The line containing "occur during validation." marks the end: output every line of the data up to it, and that line too, exactly as written.
_ _ _ _ _ _ _
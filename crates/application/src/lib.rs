//! Runi Application - Frontend core services
//!
//! This crate holds the in-process services of the client core and the
//! ports they talk to: the event bus, the command registry, and the
//! windowed history loader. Adapters live in the infrastructure crate.

pub mod command_registry;
pub mod correlation;
pub mod error;
pub mod event_bus;
pub mod ports;
pub mod windowed_history;

pub use command_registry::{Command, CommandError, CommandRegistry, Shortcut};
pub use correlation::{
    current_correlation_id, ensure_correlation_id, sync_scope, with_correlation_id,
};
pub use error::{ApplicationError, ApplicationResult, HandlerError, HandlerResult};
pub use event_bus::{EventBus, EventHandler, Subscription, handler};
pub use windowed_history::{HistoryWindow, LoadOutcome, WindowedHistory};
//! Domain error types

use thiserror::Error;

/// Domain-level errors that can occur during validation.
#[derive(Debug, Error, Clone, PartialEq, Eq)]
pub enum DomainError {
    /// An identifier is invalid or empty.
    #[error("invalid identifier: {0}")]
    InvalidIdentifier(String),

    /// A page size of zero was requested.
    #[error("invalid page size: {0} (must be greater than 0)")]
    InvalidPageSize(usize),

    /// A keyboard shortcut descriptor is malformed.
    #[error("invalid shortcut: {0}")]
    InvalidShortcut(String),
}

/// Result type alias for domain operations.
pub type DomainResult<T> = Result<T, DomainError>;
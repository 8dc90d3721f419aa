//! File-backed persistence.

mod settings_repository;

pub use settings_repository::{SettingsError, SettingsRepository};
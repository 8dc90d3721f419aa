//! Port definitions (interfaces)
//!
//! The core reaches time and the native backend only through these traits;
//! adapters in the infrastructure crate implement them.

mod clock;
mod history_backend;
mod rpc_transport;

pub use clock::Clock;
pub use history_backend::{HistoryBackend, HistoryBackendError};
pub use rpc_transport::RpcTransport;
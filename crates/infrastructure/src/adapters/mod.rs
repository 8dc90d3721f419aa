//! Adapter implementations of the application ports.

mod in_memory_history;
mod rpc_history;
mod system_clock;

pub use in_memory_history::{InMemoryHistoryBackend, NOTIFICATION_SOURCE};
pub use rpc_history::{GET_HISTORY_BATCH, GET_HISTORY_COUNT, GET_HISTORY_IDS, RpcHistoryBackend};
pub use system_clock::SystemClock;
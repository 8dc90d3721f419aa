//! Runi Infrastructure - Adapters and implementations
//!
//! This crate provides concrete implementations of the ports
//! defined in the application layer, plus settings persistence and
//! logging setup.

pub mod adapters;
pub mod logging;
pub mod persistence;
pub mod serialization;

pub use adapters::{InMemoryHistoryBackend, RpcHistoryBackend, SystemClock};
pub use logging::{LoggingConfig, LoggingError, init_logging, log_level, parse_level, set_log_level};
pub use persistence::{SettingsError, SettingsRepository};
pub use serialization::{SerializationError, from_json_bytes, to_json_stable_bytes};
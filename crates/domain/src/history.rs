//! Request History Domain Model
//!
//! Defines the hydrated history records served by the backend and the
//! push notifications it sends when the collection changes.

use chrono::{DateTime, Utc};
use serde::{Deserialize, Serialize};

use crate::event::types;
use crate::http::{HttpResponse, RequestParams};

/// A single executed request and the response it produced.
#[derive(Debug, Clone, PartialEq, Eq, Serialize, Deserialize)]
pub struct HistoryEntry {
    /// Opaque backend id (`hist_...`).
    pub id: String,
    /// When the request was executed.
    pub timestamp: DateTime<Utc>,
    /// The request as sent.
    pub request: RequestParams,
    /// The response received.
    pub response: HttpResponse,
}

impl HistoryEntry {
    /// Creates a new entry with a fresh id, stamped now.
    #[must_use]
    pub fn new(request: RequestParams, response: HttpResponse) -> Self {
        Self {
            id: crate::generate_history_id(),
            timestamp: Utc::now(),
            request,
            response,
        }
    }

    /// Returns a human-readable "time ago" string.
    #[must_use]
    pub fn time_ago(&self) -> String {
        let duration = Utc::now().signed_duration_since(self.timestamp);

        if duration.num_seconds() < 60 {
            "just now".to_string()
        } else if duration.num_minutes() < 60 {
            format!("{}m ago", duration.num_minutes())
        } else if duration.num_hours() < 24 {
            format!("{}h ago", duration.num_hours())
        } else if duration.num_days() < 7 {
            format!("{}d ago", duration.num_days())
        } else {
            self.timestamp.format("%Y-%m-%d").to_string()
        }
    }

    /// Returns the total duration as a display string.
    #[must_use]
    pub fn duration_display(&self) -> String {
        match self.response.timing.total_ms {
            ms if ms < 1000 => format!("{ms}ms"),
            ms => format!("{:.1}s", ms as f64 / 1000.0),
        }
    }

    /// One-line summary, e.g. `GET https://x -> 200 OK (150ms)`.
    #[must_use]
    pub fn summary(&self) -> String {
        format!(
            "{} {} -> {} {} ({})",
            self.request.method.to_uppercase(),
            self.request.url,
            self.response.status,
            self.response.status_text,
            self.duration_display()
        )
    }
}

/// Out-of-band change notifications pushed by the backend.
#[derive(Debug, Clone, PartialEq, Eq, Serialize, Deserialize)]
#[serde(tag = "kind", content = "data", rename_all = "snake_case")]
pub enum HistoryNotification {
    /// An entry was appended.
    New(HistoryEntry),
    /// The entry with this id was deleted.
    Deleted(String),
    /// The whole collection was cleared.
    Cleared,
}

impl HistoryNotification {
    /// Event type under which this notification is published.
    #[must_use]
    pub const fn event_type(&self) -> &'static str {
        match self {
            Self::New(_) => types::HISTORY_NEW,
            Self::Deleted(_) => types::HISTORY_DELETED,
            Self::Cleared => types::HISTORY_CLEARED,
        }
    }

    /// Payload carried on the event bus: the entry, the deleted id, or null.
    ///
    /// # Errors
    ///
    /// Returns an error if the entry cannot be encoded as JSON.
    pub fn payload(&self) -> Result<serde_json::Value, serde_json::Error> {
        match self {
            Self::New(entry) => serde_json::to_value(entry),
            Self::Deleted(id) => Ok(serde_json::Value::String(id.clone())),
            Self::Cleared => Ok(serde_json::Value::Null),
        }
    }
}
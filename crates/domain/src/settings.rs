//! Application Settings Domain Model
//!
//! User-tunable configuration for the frontend core.

use serde::{Deserialize, Serialize};

use crate::error::{DomainError, DomainResult};

/// Application settings.
#[derive(Debug, Clone, PartialEq, Eq, Serialize, Deserialize)]
pub struct AppSettings {
    /// Number of history entries fetched per page.
    #[serde(default = "default_history_page_size")]
    pub history_page_size: usize,

    /// Log level: error, warn, info, debug or trace.
    #[serde(default = "default_log_level")]
    pub log_level: String,

    /// Whether log output uses ANSI colors.
    #[serde(default = "default_ansi_logs")]
    pub ansi_logs: bool,
}

const fn default_history_page_size() -> usize {
    50
}

fn default_log_level() -> String {
    "info".to_string()
}

const fn default_ansi_logs() -> bool {
    true
}

impl Default for AppSettings {
    fn default() -> Self {
        Self {
            history_page_size: default_history_page_size(),
            log_level: default_log_level(),
            ansi_logs: default_ansi_logs(),
        }
    }
}

impl AppSettings {
    /// Validates the settings.
    ///
    /// # Errors
    ///
    /// Returns `DomainError::InvalidPageSize` if the page size is zero.
    pub const fn validate(&self) -> DomainResult<()> {
        if self.history_page_size == 0 {
            return Err(DomainError::InvalidPageSize(0));
        }
        Ok(())
    }
}
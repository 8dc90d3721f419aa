//! RPC transport port
//!
//! The bridge to the native backend process: a named command plus JSON
//! arguments in, a JSON value or a raw error out.

use async_trait::async_trait;
use runi_domain::RawBackendError;
use serde_json::Value;

/// Port for invoking a backend command over the RPC bridge.
#[async_trait]
pub trait RpcTransport: Send + Sync {
    /// Invokes `command` with `args` and returns the raw JSON result.
    ///
    /// # Errors
    ///
    /// Returns the error exactly as the bridge produced it; callers
    /// normalize it with [`runi_domain::normalize_backend_error`].
    async fn invoke(&self, command: &str, args: Value) -> Result<Value, RawBackendError>;
}
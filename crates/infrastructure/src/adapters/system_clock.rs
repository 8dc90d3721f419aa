//! System clock adapter

use chrono::{DateTime, Utc};
use runi_application::ports::Clock;

/// Wall clock backed by the operating system time.
#[derive(Debug, Clone, Copy, Default)]
pub struct SystemClock;

impl SystemClock {
    /// Creates a new system clock.
    #[must_use]
    pub const fn new() -> Self {
        Self
    }
}

impl Clock for SystemClock {
    fn now(&self) -> DateTime<Utc> {
        Utc::now()
    }
}

#[cfg(test)]
mod tests {
    use super::*;

    #[test]
    fn test_now_millis_tracks_now() {
        let clock = SystemClock::new();
        let before = Utc::now().timestamp_millis();
        let millis = clock.now_millis();
        let after = Utc::now().timestamp_millis();

        assert!(before <= millis && millis <= after);
    }
}
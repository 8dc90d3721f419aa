//! Stable JSON encoding and decoding.

use serde::Serialize;
use serde::de::DeserializeOwned;
use serde_json::ser::{PrettyFormatter, Serializer};

/// Error type for serialization operations.
#[derive(Debug, thiserror::Error)]
pub enum SerializationError {
    /// JSON serialization failed.
    #[error("JSON serialization failed: {0}")]
    Serialize(#[from] serde_json::Error),

    /// JSON deserialization failed.
    #[error("JSON deserialization failed: {0}")]
    Deserialize(serde_json::Error),
}

/// Serializes `value` as pretty JSON bytes with a trailing newline.
///
/// # Errors
///
/// Returns an error if serialization fails.
pub fn to_json_stable_bytes<T: Serialize>(value: &T) -> Result<Vec<u8>, SerializationError> {
    let mut buffer = Vec::new();
    let mut serializer = Serializer::with_formatter(&mut buffer, PrettyFormatter::with_indent(b"  "));
    value.serialize(&mut serializer)?;
    buffer.push(b'\n');
    Ok(buffer)
}

/// Deserializes JSON from bytes.
///
/// # Errors
///
/// Returns an error if the JSON is invalid or doesn't match the expected type.
pub fn from_json_bytes<T: DeserializeOwned>(bytes: &[u8]) -> Result<T, SerializationError> {
    serde_json::from_slice(bytes).map_err(SerializationError::Deserialize)
}

#[cfg(test)]
#[allow(clippy::unwrap_used)]
mod tests {
    use super::*;
    use pretty_assertions::assert_eq;
    use runi_domain::AppSettings;

    #[test]
    fn test_settings_layout() {
        let bytes = to_json_stable_bytes(&AppSettings::default()).unwrap();
        let text = String::from_utf8(bytes).unwrap();

        assert!(text.ends_with("}\n"));
        assert!(text.contains("\n  \"history_page_size\": 50,"));
    }

    #[test]
    fn test_partial_settings_fill_defaults() {
        let settings: AppSettings = from_json_bytes(br#"{"log_level": "debug"}"#).unwrap();

        assert_eq!(
            settings,
            AppSettings {
                log_level: "debug".to_string(),
                ..AppSettings::default()
            }
        );
    }

    #[test]
    fn test_invalid_json_is_a_deserialize_error() {
        let result: Result<AppSettings, _> = from_json_bytes(b"{ not json");
        assert!(matches!(result, Err(SerializationError::Deserialize(_))));
    }
}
_ _ _ _ _ _ _
■ Problem solution:
filename crates/application/src/lib.rs
//! Runi Application - Frontend core services
//!
//! This crate holds the in-process services of the client core and the
//! ports they talk to: the event bus, the command registry, and the
//! windowed history loader. Adapters live in the infrastructure crate.

pub mod command_registry;
pub mod correlation;
pub mod error;
pub mod event_bus;
pub mod ports;
pub mod windowed_history;

pub use command_registry::{Command, CommandError, CommandRegistry, Shortcut};
pub use correlation::{
    current_correlation_id, ensure_correlation_id, sync_scope, with_correlation_id,
};
pub use error::{ApplicationError, ApplicationResult, HandlerError, HandlerResult};
pub use event_bus::{EventBus, EventHandler, Subscription, handler};
pub use windowed_history::{HistoryWindow, LoadOutcome, WindowedHistory};
//! Domain error types

use thiserror::Error;

/// Domain-level errors that can occur during validation.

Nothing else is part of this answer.